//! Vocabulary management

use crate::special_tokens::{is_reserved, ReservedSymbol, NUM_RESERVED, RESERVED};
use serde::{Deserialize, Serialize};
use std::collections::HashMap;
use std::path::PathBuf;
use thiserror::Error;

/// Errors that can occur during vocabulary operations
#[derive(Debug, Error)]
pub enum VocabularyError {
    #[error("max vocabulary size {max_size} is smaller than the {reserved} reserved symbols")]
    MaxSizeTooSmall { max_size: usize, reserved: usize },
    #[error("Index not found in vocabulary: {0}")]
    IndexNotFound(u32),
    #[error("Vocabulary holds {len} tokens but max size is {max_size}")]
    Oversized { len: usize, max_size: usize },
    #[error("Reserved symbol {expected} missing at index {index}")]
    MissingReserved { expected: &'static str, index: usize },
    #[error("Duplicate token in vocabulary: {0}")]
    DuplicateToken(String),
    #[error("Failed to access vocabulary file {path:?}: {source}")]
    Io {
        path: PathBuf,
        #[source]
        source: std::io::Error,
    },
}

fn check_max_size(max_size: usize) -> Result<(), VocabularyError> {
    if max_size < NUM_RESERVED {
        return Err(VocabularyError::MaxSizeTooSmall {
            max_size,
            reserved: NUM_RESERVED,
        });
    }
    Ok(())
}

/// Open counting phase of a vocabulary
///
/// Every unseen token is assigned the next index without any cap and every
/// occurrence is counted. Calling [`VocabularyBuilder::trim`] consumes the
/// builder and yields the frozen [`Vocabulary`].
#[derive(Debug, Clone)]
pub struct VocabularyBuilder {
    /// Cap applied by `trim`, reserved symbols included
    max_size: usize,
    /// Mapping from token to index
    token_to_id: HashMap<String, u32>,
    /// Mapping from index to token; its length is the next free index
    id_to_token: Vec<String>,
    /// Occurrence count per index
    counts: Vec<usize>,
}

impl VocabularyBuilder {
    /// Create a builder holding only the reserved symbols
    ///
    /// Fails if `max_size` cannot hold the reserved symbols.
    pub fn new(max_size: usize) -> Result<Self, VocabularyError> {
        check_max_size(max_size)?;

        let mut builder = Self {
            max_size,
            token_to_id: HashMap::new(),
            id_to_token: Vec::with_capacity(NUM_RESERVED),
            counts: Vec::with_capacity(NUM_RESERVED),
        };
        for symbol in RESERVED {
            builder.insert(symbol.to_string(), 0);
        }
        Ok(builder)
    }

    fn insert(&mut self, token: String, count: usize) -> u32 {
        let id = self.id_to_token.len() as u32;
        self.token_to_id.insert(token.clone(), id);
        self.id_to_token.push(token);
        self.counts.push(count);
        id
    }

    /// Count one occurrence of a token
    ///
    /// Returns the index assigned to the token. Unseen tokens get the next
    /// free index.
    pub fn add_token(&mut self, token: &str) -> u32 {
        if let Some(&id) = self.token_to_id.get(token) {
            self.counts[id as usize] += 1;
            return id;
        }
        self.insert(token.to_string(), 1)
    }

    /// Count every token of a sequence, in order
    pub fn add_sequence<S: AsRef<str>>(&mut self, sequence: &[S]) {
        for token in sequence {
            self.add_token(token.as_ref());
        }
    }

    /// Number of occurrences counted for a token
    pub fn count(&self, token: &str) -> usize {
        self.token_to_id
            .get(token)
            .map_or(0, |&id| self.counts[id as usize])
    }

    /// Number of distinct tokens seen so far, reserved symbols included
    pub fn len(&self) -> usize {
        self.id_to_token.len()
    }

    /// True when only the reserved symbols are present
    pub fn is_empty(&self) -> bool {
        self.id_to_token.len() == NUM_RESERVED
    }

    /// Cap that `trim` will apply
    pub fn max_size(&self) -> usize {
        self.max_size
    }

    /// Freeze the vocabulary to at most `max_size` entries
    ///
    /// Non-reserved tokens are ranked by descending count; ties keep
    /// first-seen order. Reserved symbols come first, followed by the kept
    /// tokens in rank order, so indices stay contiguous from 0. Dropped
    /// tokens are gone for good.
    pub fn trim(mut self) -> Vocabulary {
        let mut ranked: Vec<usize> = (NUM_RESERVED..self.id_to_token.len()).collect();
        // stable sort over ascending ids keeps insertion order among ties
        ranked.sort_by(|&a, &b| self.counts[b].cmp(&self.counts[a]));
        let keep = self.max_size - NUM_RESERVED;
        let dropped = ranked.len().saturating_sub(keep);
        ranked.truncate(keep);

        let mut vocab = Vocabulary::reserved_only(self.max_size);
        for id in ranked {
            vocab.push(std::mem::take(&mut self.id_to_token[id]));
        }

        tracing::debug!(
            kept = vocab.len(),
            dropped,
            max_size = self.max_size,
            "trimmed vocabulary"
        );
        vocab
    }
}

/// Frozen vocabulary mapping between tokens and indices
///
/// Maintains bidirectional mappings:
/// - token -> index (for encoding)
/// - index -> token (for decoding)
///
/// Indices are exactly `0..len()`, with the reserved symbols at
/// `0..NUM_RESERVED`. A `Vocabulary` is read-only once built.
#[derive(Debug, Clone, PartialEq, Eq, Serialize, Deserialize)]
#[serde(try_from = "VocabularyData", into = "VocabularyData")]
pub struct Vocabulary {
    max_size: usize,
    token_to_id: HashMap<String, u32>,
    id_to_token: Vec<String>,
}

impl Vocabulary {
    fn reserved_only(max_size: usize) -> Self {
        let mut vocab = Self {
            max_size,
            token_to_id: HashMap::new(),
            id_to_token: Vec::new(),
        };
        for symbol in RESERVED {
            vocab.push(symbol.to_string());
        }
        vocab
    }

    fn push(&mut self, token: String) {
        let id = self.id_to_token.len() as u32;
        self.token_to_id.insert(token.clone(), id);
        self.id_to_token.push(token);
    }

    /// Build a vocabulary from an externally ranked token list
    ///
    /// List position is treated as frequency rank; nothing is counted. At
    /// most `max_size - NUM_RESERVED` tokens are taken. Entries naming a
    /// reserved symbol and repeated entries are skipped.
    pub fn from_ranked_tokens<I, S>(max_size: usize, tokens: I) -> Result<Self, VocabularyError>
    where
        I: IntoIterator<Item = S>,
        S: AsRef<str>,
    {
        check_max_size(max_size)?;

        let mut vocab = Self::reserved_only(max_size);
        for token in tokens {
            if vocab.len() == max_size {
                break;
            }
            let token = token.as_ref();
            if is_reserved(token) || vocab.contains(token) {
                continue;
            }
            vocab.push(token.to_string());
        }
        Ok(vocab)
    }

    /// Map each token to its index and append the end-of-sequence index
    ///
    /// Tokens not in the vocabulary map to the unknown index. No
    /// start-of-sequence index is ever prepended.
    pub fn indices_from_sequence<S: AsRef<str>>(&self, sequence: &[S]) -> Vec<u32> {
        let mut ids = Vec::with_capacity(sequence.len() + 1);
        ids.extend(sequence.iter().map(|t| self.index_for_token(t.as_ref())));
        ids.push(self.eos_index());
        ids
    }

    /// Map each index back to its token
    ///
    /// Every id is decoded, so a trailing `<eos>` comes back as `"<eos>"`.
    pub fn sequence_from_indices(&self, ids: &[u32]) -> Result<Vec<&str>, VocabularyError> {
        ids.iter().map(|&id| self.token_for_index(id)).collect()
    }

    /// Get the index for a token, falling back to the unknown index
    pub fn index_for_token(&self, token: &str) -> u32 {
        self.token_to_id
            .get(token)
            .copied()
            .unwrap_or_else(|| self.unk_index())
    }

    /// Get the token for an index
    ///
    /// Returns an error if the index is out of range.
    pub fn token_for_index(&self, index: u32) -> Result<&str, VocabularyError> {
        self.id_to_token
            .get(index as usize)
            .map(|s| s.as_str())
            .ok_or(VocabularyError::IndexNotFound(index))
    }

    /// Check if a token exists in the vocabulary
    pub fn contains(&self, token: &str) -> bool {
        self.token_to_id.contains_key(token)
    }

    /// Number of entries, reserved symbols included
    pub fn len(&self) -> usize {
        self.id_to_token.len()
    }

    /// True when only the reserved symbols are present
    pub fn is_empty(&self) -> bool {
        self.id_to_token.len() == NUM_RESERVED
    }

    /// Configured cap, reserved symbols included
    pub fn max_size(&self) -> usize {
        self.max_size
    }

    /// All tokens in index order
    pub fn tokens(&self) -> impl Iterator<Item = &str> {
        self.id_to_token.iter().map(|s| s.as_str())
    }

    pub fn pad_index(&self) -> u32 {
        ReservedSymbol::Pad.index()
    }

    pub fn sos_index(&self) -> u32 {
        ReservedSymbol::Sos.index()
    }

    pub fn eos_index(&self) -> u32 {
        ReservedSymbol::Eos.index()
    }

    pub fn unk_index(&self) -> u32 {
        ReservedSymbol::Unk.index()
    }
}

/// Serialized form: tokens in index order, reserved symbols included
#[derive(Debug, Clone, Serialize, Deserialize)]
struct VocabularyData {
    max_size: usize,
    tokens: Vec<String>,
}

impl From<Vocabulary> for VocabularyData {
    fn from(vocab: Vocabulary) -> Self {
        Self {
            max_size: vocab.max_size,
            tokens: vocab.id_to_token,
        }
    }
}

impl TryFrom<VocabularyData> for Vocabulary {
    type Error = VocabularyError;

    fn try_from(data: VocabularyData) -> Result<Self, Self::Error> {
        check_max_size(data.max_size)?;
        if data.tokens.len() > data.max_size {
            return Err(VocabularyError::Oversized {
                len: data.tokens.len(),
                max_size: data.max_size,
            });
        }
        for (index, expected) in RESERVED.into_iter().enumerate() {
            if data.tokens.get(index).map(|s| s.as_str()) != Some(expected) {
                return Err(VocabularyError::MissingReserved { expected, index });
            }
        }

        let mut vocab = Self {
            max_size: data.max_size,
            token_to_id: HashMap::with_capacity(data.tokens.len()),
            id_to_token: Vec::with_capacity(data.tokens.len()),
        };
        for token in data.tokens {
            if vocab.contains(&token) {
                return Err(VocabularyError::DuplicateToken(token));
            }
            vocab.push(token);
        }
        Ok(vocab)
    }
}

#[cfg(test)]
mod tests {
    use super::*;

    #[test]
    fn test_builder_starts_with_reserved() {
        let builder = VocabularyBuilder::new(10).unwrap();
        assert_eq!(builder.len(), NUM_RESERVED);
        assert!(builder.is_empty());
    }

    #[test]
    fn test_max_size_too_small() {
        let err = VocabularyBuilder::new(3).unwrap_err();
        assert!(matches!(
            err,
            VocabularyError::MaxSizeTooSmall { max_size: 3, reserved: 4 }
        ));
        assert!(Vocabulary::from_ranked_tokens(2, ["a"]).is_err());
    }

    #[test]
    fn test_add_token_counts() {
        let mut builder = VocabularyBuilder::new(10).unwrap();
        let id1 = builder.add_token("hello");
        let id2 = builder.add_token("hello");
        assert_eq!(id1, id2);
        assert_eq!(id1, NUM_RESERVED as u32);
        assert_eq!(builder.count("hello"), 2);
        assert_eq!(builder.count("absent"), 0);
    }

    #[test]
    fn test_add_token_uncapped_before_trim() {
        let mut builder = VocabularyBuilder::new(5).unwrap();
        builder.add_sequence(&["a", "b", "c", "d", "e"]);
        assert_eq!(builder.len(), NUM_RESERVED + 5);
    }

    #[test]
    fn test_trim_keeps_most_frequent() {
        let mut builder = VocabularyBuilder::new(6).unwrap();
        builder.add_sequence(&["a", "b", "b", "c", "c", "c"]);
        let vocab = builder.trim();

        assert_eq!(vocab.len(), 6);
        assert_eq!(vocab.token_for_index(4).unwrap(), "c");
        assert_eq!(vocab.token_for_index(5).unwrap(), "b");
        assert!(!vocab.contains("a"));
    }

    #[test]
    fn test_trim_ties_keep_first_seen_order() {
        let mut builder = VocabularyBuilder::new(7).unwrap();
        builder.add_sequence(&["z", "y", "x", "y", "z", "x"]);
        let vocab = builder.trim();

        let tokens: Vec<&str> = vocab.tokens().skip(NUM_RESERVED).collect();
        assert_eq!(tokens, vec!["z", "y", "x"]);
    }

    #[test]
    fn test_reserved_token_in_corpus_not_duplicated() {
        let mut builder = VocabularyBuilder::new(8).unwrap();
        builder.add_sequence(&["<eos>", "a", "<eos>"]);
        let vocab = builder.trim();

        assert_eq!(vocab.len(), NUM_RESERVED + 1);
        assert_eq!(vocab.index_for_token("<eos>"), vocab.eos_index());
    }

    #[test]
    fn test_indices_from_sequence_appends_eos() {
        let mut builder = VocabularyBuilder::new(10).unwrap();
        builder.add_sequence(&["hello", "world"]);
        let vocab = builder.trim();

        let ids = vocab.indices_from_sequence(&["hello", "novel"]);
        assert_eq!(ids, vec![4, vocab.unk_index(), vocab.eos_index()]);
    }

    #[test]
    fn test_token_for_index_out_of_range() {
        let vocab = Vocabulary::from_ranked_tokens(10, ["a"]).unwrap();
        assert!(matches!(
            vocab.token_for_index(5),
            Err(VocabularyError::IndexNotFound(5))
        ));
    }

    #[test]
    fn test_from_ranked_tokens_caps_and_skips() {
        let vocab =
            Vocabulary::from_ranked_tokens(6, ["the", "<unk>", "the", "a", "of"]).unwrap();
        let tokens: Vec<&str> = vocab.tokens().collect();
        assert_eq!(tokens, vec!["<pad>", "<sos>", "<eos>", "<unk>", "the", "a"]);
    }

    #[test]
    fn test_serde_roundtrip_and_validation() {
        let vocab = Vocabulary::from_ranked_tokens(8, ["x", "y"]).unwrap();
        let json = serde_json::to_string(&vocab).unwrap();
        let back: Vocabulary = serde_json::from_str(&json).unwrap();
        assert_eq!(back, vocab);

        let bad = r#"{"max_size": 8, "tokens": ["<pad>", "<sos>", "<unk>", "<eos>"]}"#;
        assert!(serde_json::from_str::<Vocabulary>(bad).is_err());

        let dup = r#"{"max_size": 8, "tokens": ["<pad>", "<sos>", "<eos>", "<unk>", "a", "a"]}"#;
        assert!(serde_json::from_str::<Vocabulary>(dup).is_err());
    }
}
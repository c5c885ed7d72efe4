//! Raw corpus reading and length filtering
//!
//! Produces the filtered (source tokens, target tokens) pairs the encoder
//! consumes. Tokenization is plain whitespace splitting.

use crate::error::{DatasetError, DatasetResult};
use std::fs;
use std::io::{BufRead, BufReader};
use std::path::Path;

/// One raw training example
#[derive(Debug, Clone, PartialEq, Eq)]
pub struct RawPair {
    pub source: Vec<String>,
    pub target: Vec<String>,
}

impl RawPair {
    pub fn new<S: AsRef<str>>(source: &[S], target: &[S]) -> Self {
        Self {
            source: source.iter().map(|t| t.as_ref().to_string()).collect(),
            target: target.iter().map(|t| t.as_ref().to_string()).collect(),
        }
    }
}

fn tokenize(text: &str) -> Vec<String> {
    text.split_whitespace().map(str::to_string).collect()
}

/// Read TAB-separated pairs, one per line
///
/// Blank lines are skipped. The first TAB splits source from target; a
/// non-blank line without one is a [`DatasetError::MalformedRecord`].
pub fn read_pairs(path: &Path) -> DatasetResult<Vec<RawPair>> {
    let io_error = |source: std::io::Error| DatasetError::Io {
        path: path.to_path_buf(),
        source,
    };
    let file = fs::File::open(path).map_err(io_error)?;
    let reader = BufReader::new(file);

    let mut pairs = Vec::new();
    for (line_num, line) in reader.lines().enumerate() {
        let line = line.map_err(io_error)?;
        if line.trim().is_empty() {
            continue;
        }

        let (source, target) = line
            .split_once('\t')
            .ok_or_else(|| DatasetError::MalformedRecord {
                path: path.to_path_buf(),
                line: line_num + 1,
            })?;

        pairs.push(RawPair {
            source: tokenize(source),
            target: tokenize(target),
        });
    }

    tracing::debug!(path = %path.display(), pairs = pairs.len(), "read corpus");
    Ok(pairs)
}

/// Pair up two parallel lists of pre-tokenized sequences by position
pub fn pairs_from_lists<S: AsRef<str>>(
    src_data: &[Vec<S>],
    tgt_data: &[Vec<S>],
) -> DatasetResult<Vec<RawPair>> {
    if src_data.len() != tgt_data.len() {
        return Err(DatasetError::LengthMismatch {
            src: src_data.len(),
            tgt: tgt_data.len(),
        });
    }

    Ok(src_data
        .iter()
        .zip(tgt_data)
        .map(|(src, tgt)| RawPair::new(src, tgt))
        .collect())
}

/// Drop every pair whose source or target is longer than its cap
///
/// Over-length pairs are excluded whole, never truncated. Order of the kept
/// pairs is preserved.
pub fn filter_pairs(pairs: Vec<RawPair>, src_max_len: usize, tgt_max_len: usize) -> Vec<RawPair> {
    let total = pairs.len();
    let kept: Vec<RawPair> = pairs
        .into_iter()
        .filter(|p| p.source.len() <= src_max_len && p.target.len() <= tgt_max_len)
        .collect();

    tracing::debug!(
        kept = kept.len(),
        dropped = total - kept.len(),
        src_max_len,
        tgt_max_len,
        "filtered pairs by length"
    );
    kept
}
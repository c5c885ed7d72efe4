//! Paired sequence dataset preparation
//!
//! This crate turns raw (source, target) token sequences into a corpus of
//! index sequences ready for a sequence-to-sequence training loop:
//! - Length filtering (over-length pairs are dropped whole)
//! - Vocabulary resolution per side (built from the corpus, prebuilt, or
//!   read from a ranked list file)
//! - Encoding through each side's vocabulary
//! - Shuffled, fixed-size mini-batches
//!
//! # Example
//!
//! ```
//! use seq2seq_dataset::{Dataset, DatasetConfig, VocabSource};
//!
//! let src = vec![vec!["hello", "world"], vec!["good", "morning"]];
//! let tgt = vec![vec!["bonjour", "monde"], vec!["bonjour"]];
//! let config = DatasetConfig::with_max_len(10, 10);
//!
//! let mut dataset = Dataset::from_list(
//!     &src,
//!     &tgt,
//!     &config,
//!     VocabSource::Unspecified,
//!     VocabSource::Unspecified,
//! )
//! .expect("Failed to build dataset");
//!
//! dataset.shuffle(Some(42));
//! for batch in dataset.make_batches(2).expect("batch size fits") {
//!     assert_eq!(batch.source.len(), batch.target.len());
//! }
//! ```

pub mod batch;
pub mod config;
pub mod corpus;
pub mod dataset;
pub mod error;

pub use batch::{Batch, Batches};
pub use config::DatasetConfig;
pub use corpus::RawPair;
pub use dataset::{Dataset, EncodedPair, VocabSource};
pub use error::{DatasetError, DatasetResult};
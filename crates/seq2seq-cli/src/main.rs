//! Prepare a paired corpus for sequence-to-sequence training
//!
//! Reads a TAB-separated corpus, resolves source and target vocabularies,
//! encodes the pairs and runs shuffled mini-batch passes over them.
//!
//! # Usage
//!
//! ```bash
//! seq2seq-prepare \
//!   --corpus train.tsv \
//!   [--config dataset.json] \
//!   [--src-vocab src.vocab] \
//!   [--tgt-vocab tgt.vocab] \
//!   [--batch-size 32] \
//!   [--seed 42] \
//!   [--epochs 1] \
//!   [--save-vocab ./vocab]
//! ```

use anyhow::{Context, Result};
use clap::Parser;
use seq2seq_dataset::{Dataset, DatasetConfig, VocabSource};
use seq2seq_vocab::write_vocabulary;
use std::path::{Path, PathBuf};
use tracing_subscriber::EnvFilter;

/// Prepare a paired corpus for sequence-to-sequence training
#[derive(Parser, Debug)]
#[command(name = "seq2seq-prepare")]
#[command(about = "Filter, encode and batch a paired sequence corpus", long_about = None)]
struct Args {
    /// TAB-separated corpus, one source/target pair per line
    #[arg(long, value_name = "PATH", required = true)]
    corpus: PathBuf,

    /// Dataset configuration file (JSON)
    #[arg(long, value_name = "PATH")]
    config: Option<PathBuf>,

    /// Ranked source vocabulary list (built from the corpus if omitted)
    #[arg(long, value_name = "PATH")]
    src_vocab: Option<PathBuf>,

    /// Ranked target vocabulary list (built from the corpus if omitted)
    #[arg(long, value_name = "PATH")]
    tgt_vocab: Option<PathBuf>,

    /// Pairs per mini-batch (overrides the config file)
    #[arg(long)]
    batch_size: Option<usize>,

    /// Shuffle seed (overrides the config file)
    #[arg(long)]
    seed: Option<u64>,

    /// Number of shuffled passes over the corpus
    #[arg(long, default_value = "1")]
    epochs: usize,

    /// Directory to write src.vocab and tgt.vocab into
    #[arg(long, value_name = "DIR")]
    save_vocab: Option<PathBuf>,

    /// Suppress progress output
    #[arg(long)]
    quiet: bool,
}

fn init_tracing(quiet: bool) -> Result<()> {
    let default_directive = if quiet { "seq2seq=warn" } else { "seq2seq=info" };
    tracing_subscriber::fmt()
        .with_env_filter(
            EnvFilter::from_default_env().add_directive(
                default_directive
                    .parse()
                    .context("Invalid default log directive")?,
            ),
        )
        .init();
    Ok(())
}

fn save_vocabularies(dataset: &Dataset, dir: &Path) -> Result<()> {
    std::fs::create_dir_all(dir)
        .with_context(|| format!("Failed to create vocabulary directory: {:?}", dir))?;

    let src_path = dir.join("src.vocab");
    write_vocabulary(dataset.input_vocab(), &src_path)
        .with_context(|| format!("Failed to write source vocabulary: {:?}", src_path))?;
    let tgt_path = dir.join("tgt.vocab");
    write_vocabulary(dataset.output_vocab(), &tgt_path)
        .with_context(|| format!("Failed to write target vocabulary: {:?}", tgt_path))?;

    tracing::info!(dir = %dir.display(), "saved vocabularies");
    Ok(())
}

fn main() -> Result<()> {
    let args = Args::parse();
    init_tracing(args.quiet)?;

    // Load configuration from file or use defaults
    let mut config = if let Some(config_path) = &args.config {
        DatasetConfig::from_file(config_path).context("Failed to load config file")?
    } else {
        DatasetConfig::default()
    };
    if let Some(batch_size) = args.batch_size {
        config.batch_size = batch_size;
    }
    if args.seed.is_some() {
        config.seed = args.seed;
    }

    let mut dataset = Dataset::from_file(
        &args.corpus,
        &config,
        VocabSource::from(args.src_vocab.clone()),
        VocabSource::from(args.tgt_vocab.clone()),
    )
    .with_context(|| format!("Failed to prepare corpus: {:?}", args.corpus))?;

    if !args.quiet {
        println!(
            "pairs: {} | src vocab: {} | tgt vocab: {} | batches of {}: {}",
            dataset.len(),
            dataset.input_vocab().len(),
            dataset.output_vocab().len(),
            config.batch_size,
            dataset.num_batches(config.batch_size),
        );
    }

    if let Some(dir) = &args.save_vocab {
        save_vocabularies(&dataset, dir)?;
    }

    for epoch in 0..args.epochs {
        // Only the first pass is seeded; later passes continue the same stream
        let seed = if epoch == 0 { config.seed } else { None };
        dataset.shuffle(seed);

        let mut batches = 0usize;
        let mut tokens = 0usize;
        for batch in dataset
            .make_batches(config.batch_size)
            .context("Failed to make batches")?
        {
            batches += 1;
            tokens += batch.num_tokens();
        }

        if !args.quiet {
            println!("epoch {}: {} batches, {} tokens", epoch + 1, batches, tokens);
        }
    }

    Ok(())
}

> [Task item]:
Extract every line containing the string "VocabularyData" from the data above.

> [Answer to this exercise]:
#[serde(try_from = "VocabularyData", into = "VocabularyData")]
struct VocabularyData {
impl From<Vocabulary> for VocabularyData {
impl TryFrom<VocabularyData> for Vocabulary {
    fn try_from(data: VocabularyData) -> Result<Self, Self::Error> {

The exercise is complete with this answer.